Por Andrey Kortunov* –
Los “Siete Magníficos” ya no pueden reivindicar de forma convincente el liderazgo mundial que antes daban por sentado.

La reciente Cumbre del G7, que tuvo lugar en la localidad canadiense de Kananaskis el lunes y el martes, marcó el semicentenario del grupo. La primera reunión al más alto nivel de las seis naciones occidentales más poderosas (G6) se celebró en Rambouillet (Francia) en otoño de 1975, y un año después, tras aceptar a Canadá como miembro, el G6 se convirtió en G7. Desde entonces, la composición del grupo ha permanecido prácticamente inalterada, con la excepción de 1997-2014, cuando la participación de Rusia amplió temporalmente el G7 hasta convertirlo en un G8 más grande.

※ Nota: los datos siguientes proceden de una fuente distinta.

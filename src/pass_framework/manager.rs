// CLASSIFICATION: COMMUNITY
// Filename: manager.rs v2.0
// Date Modified: 2026-10-19
// Author: Lukas Bower

//! PassManager executes a pipeline against a module, stopping at the first
//! failing pass.

use std::time::Instant;

use log::{debug, warn};

use super::pipeline::{Pipeline, PipelineError};
use crate::ir::{Context, Module};

/// Callback invoked after each successful pass with its index, name and the
/// resulting module.
pub type AfterPassHook = Box<dyn Fn(usize, &str, &Module) + Send + Sync>;

/// Runs a [`Pipeline`] with optional per-pass verification.
pub struct PassManager {
    pipeline: Pipeline,
    verify_each: bool,
    after_each: Option<AfterPassHook>,
}

impl PassManager {
    /// Creates a manager for `pipeline` with verification disabled.
    pub fn new(pipeline: Pipeline) -> Self {
        PassManager {
            pipeline,
            verify_each: false,
            after_each: None,
        }
    }

    /// Re-validate the module against the context after every pass.
    pub fn verify_each(mut self, on: bool) -> Self {
        self.verify_each = on;
        self
    }

    /// Install a hook run after every successful pass.
    pub fn after_each(mut self, hook: impl Fn(usize, &str, &Module) + Send + Sync + 'static) -> Self {
        self.after_each = Some(Box::new(hook));
        self
    }

    pub fn pipeline(&self) -> &Pipeline {
        &self.pipeline
    }

    /// Returns the number of scheduled passes.
    pub fn count(&self) -> usize {
        self.pipeline.len()
    }

    /// Executes all passes in order against `module`.
    pub fn run(&self, ctx: &Context, module: &mut Module) -> Result<(), PipelineError> {
        execute(
            &self.pipeline,
            ctx,
            module,
            self.verify_each,
            self.after_each.as_ref(),
        )
    }
}

pub(crate) fn execute(
    pipeline: &Pipeline,
    ctx: &Context,
    module: &mut Module,
    verify_each: bool,
    after_each: Option<&AfterPassHook>,
) -> Result<(), PipelineError> {
    for (index, stage) in pipeline.stages().iter().enumerate() {
        let started = Instant::now();
        debug!("running pass {} (#{index})", stage.name());
        if let Err(source) = stage.pass().run(ctx, module) {
            warn!("pass {} (#{index}) failed: {source}", stage.name());
            return Err(PipelineError::PassExecution {
                name: stage.name().to_string(),
                index,
                source,
            });
        }
        if verify_each {
            ctx.validate(module)
                .map_err(|source| PipelineError::InvalidModuleAfterPass {
                    name: stage.name().to_string(),
                    index,
                    source,
                })?;
        }
        debug!(
            "pass {} (#{index}) finished in {:?}",
            stage.name(),
            started.elapsed()
        );
        if let Some(hook) = after_each {
            hook(index, stage.name(), module);
        }
    }
    Ok(())
}
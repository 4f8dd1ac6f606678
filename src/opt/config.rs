// CLASSIFICATION: COMMUNITY
// Filename: config.rs v0.1
// Author: Lukas Bower
// Date Modified: 2026-10-19

use std::path::{Path, PathBuf};

use clap::Parser;
use log::debug;
use serde::Deserialize;
use thiserror::Error;

use crate::frontend::infer_tag;
use crate::output::{infer_target_from_path, Target};
use crate::pass_framework::PassFilter;

/// Environment variable naming a config file used when `--config` is absent.
pub const CONFIG_ENV: &str = "CHOCO_OPT_CONFIG";

/// Frontend used for stdin or extension-less inputs.
pub const DEFAULT_FRONTEND: &str = "ir";

#[derive(Parser, Debug)]
#[command(name = "choco-opt", author, version, about = "Choco toy-language optimizer driver")]
pub struct Cli {
    /// Input file; stdin when omitted or `-`.
    pub input: Option<PathBuf>,
    /// Output file; stdout when omitted or `-`.
    #[arg(short = 'o', long)]
    pub output: Option<PathBuf>,
    /// Frontend tag (defaults to the input file extension).
    #[arg(short = 'f', long)]
    pub frontend: Option<String>,
    /// Output target: ir or json.
    #[arg(short = 't', long)]
    pub target: Option<String>,
    /// Comma separated pass pipeline, e.g. `fold-constants,dead-code`.
    #[arg(short = 'p', long)]
    pub passes: Option<String>,
    /// List available passes (all, native or integrated) and exit.
    #[arg(long = "list-passes", value_name = "FILTER", num_args = 0..=1, require_equals = true, default_missing_value = "all")]
    pub list_passes: Option<PassFilter>,
    /// Re-validate the module after every pass.
    #[arg(long)]
    pub verify_each: bool,
    /// Print the module to stderr after every pass.
    #[arg(long)]
    pub print_between_passes: bool,
    /// Accept operations from unregistered dialects.
    #[arg(long)]
    pub allow_unregistered_dialect: bool,
    /// Process `// -----` separated chunks independently.
    #[arg(long)]
    pub split_input_file: bool,
    /// TOML file providing defaults.
    #[arg(long)]
    pub config: Option<PathBuf>,
    /// Enable debug logging.
    #[arg(long)]
    pub trace: bool,
}

/// Errors produced while resolving configuration.
#[derive(Debug, Error)]
pub enum ConfigError {
    #[error("failed to read config {path}: {source}")]
    Read {
        path: PathBuf,
        #[source]
        source: std::io::Error,
    },
    #[error("invalid config: {0}")]
    Parse(#[from] toml::de::Error),
    #[error("unknown output target `{0}`")]
    UnknownTarget(String),
}

/// Defaults loadable from a TOML file. CLI flags take precedence.
#[derive(Debug, Default, Deserialize, PartialEq, Eq)]
#[serde(default, deny_unknown_fields)]
pub struct FileConfig {
    pub passes: Option<Vec<String>>,
    pub target: Option<String>,
    pub frontend: Option<String>,
    pub verify_each: Option<bool>,
    pub allow_unregistered_dialect: Option<bool>,
}

impl FileConfig {
    pub fn from_toml(text: &str) -> Result<Self, ConfigError> {
        Ok(toml::from_str(text)?)
    }

    pub fn load(path: &Path) -> Result<Self, ConfigError> {
        let text = std::fs::read_to_string(path).map_err(|source| ConfigError::Read {
            path: path.to_path_buf(),
            source,
        })?;
        debug!("loaded config from {}", path.display());
        Self::from_toml(&text)
    }
}

/// Resolved configuration after CLI parsing.
#[derive(Debug, Clone, Default)]
pub struct Config {
    pub input: Option<PathBuf>,
    pub output: Option<PathBuf>,
    pub frontend: Option<String>,
    pub target: Target,
    pub passes: Vec<String>,
    pub list_passes: Option<PassFilter>,
    pub verify_each: bool,
    pub print_between_passes: bool,
    pub allow_unregistered_dialect: bool,
    pub split_input_file: bool,
}

impl Config {
    /// Resolve the CLI against `--config`, or the file named by
    /// `CHOCO_OPT_CONFIG` when the flag is absent.
    pub fn from_cli(cli: &Cli) -> Result<Self, ConfigError> {
        let path = cli
            .config
            .clone()
            .or_else(|| std::env::var_os(CONFIG_ENV).map(PathBuf::from));
        let file = match path {
            Some(p) => FileConfig::load(&p)?,
            None => FileConfig::default(),
        };
        Self::merge(cli, file)
    }

    /// Combine CLI flags with file defaults. Target precedence: `--target`,
    /// config file, output extension, `ir`.
    pub fn merge(cli: &Cli, file: FileConfig) -> Result<Self, ConfigError> {
        let target = match cli.target.clone().or(file.target) {
            Some(name) => name
                .parse::<Target>()
                .map_err(|_| ConfigError::UnknownTarget(name))?,
            None => cli
                .output
                .as_deref()
                .and_then(infer_target_from_path)
                .unwrap_or_default(),
        };
        let passes = match &cli.passes {
            Some(spec) => spec.split(',').map(str::to_owned).collect(),
            None => file.passes.unwrap_or_default(),
        };
        Ok(Config {
            input: cli.input.clone().filter(|p| p.as_os_str() != "-"),
            output: cli.output.clone().filter(|p| p.as_os_str() != "-"),
            frontend: cli.frontend.clone().or(file.frontend),
            target,
            passes,
            list_passes: cli.list_passes,
            verify_each: cli.verify_each || file.verify_each.unwrap_or(false),
            print_between_passes: cli.print_between_passes,
            allow_unregistered_dialect: cli.allow_unregistered_dialect
                || file.allow_unregistered_dialect.unwrap_or(false),
            split_input_file: cli.split_input_file,
        })
    }

    /// Explicit `--frontend`, else the input extension, else `ir`.
    pub fn frontend_tag(&self) -> String {
        self.frontend
            .clone()
            .or_else(|| self.input.as_deref().and_then(infer_tag))
            .unwrap_or_else(|| DEFAULT_FRONTEND.to_string())
    }
}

Los años setenta no fueron los más fáciles para Occidente. Aun así, hace medio siglo, el grupo G7 era un líder indiscutible de la economía mundial y, en muchos sentidos, incluso un símbolo universal de la propia modernidad. En la década de 1980, representaba una parte significativa del PIB mundial medido sobre la base de la paridad del poder adquisitivo (PPA). En la actualidad, los «Siete Magníficos» representan menos de un tercio del PIB mundial PPA.

Y lo que es aún más importante, la antigua magia irresistible de los “Siete Magníficos” se ha desvanecido. En la actualidad, Occidente ya no es percibido por el resto del mundo como una fuente indispensable de innovaciones tecnológicas o sociales, mejores prácticas de gestión en el sector público o privado, o como una muestra única de avance del capital humano. La universalidad de las trayectorias de desarrollo occidentales está en entredicho, y ninguno de los miembros del G7 puede ahora posicionarse de forma creíble como un modelo de modernización envidiado y respetado que deba ser seguido e imitado por otras naciones.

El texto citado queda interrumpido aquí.